START Material provided

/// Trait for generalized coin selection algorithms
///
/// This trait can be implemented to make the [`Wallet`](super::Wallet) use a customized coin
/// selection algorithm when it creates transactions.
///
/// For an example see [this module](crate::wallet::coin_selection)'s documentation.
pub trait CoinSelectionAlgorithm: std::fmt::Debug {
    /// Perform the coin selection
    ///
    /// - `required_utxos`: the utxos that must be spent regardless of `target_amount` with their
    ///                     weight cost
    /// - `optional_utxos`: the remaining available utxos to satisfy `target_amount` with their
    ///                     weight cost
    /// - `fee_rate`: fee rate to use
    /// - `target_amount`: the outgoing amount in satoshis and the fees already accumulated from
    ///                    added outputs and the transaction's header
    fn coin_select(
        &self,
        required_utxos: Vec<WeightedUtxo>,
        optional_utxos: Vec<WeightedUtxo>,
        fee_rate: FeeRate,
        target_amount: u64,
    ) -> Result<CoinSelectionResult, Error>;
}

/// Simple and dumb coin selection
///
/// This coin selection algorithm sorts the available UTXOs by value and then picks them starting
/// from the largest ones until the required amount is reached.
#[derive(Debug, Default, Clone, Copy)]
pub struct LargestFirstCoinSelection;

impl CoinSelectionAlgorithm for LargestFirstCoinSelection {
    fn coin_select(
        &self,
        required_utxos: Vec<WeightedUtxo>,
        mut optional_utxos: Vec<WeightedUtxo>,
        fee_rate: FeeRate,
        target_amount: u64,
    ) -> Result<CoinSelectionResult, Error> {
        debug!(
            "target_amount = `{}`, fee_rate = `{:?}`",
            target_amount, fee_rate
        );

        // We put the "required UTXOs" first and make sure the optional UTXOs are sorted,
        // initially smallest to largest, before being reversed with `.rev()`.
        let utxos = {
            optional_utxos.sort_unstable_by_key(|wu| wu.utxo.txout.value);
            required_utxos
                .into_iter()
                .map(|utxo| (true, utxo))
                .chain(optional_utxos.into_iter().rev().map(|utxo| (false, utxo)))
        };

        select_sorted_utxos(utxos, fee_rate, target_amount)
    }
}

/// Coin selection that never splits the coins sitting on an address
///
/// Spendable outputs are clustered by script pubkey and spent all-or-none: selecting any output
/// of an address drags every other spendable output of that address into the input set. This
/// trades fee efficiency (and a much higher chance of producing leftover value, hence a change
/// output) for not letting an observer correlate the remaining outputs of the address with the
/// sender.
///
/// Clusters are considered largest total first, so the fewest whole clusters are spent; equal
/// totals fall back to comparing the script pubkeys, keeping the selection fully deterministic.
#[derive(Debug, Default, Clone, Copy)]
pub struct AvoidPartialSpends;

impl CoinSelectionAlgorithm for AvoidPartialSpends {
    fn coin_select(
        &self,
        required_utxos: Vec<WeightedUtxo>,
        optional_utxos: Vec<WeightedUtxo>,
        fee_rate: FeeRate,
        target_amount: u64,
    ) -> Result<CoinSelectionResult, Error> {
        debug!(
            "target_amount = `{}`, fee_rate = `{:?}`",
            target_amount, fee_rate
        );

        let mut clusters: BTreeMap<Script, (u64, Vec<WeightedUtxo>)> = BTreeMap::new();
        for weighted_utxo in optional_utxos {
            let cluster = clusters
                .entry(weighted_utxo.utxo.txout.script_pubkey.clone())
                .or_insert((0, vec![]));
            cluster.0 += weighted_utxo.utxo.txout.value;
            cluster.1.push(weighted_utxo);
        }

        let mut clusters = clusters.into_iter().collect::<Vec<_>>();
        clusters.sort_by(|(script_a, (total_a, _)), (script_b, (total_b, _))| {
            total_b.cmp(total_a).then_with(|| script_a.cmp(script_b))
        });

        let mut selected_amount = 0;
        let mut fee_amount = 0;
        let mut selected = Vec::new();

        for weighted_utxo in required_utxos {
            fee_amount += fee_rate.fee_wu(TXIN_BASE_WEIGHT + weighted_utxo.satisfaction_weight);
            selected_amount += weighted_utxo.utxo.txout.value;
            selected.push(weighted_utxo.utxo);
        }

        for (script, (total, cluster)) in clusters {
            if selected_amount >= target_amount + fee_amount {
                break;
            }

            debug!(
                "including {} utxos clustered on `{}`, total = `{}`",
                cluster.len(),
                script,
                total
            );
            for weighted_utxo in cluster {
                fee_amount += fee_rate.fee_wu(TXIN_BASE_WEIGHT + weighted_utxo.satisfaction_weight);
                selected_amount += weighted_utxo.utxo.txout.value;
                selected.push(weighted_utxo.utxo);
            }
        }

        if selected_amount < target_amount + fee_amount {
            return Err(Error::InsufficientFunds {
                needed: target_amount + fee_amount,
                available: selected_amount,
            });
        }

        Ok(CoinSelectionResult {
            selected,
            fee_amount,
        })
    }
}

END Material provided

Once you have read the data above, print all of it again exactly.

/// Trait for generalized coin selection algorithms
///
/// This trait can be implemented to make the [`Wallet`](super::Wallet) use a customized coin
/// selection algorithm when it creates transactions.
///
/// For an example see [this module](crate::wallet::coin_selection)'s documentation.
pub trait CoinSelectionAlgorithm: std::fmt::Debug {
    /// Perform the coin selection
    ///
    /// - `required_utxos`: the utxos that must be spent regardless of `target_amount` with their
    ///                     weight cost
    /// - `optional_utxos`: the remaining available utxos to satisfy `target_amount` with their
    ///                     weight cost
    /// - `fee_rate`: fee rate to use
    /// - `target_amount`: the outgoing amount in satoshis and the fees already accumulated from
    ///                    added outputs and the transaction's header
    fn coin_select(
        &self,
        required_utxos: Vec<WeightedUtxo>,
        optional_utxos: Vec<WeightedUtxo>,
        fee_rate: FeeRate,
        target_amount: u64,
    ) -> Result<CoinSelectionResult, Error>;
}

/// Simple and dumb coin selection
///
/// This coin selection algorithm sorts the available UTXOs by value and then picks them starting
/// from the largest ones until the required amount is reached.
#[derive(Debug, Default, Clone, Copy)]
pub struct LargestFirstCoinSelection;

impl CoinSelectionAlgorithm for LargestFirstCoinSelection {
    fn coin_select(
        &self,
        required_utxos: Vec<WeightedUtxo>,
        mut optional_utxos: Vec<WeightedUtxo>,
        fee_rate: FeeRate,
        target_amount: u64,
    ) -> Result<CoinSelectionResult, Error> {
        debug!(
            "target_amount = `{}`, fee_rate = `{:?}`",
            target_amount, fee_rate
        );

        // We put the "required UTXOs" first and make sure the optional UTXOs are sorted,
        // initially smallest to largest, before being reversed with `.rev()`.
        let utxos = {
            optional_utxos.sort_unstable_by_key(|wu| wu.utxo.txout.value);
            required_utxos
                .into_iter()
                .map(|utxo| (true, utxo))
                .chain(optional_utxos.into_iter().rev().map(|utxo| (false, utxo)))
        };

        select_sorted_utxos(utxos, fee_rate, target_amount)
    }
}

/// Coin selection that never splits the coins sitting on an address
///
/// Spendable outputs are clustered by script pubkey and spent all-or-none: selecting any output
/// of an address drags every other spendable output of that address into the input set. This
/// trades fee efficiency (and a much higher chance of producing leftover value, hence a change
/// output) for not letting an observer correlate the remaining outputs of the address with the
/// sender.
///
/// Clusters are considered largest total first, so the fewest whole clusters are spent; equal
/// totals fall back to comparing the script pubkeys, keeping the selection fully deterministic.
#[derive(Debug, Default, Clone, Copy)]
pub struct AvoidPartialSpends;

impl CoinSelectionAlgorithm for AvoidPartialSpends {
    fn coin_select(
        &self,
        required_utxos: Vec<WeightedUtxo>,
        optional_utxos: Vec<WeightedUtxo>,
        fee_rate: FeeRate,
        target_amount: u64,
    ) -> Result<CoinSelectionResult, Error> {
        debug!(
            "target_amount = `{}`, fee_rate = `{:?}`",
            target_amount, fee_rate
        );

        let mut clusters: BTreeMap<Script, (u64, Vec<WeightedUtxo>)> = BTreeMap::new();
        for weighted_utxo in optional_utxos {
            let cluster = clusters
                .entry(weighted_utxo.utxo.txout.script_pubkey.clone())
                .or_insert((0, vec![]));
            cluster.0 += weighted_utxo.utxo.txout.value;
            cluster.1.push(weighted_utxo);
        }

        let mut clusters = clusters.into_iter().collect::<Vec<_>>();
        clusters.sort_by(|(script_a, (total_a, _)), (script_b, (total_b, _))| {
            total_b.cmp(total_a).then_with(|| script_a.cmp(script_b))
        });

        let mut selected_amount = 0;
        let mut fee_amount = 0;
        let mut selected = Vec::new();

        for weighted_utxo in required_utxos {
            fee_amount += fee_rate.fee_wu(TXIN_BASE_WEIGHT + weighted_utxo.satisfaction_weight);
            selected_amount += weighted_utxo.utxo.txout.value;
            selected.push(weighted_utxo.utxo);
        }

        for (script, (total, cluster)) in clusters {
            if selected_amount >= target_amount + fee_amount {
                break;
            }

            debug!(
                "including {} utxos clustered on `{}`, total = `{}`",
                cluster.len(),
                script,
                total
            );
            for weighted_utxo in cluster {
                fee_amount += fee_rate.fee_wu(TXIN_BASE_WEIGHT + weighted_utxo.satisfaction_weight);
                selected_amount += weighted_utxo.utxo.txout.value;
                selected.push(weighted_utxo.utxo);
            }
        }

        if selected_amount < target_amount + fee_amount {
            return Err(Error::InsufficientFunds {
                needed: target_amount + fee_amount,
                available: selected_amount,
            });
        }

        Ok(CoinSelectionResult {
            selected,
            fee_amount,
        })
    }
}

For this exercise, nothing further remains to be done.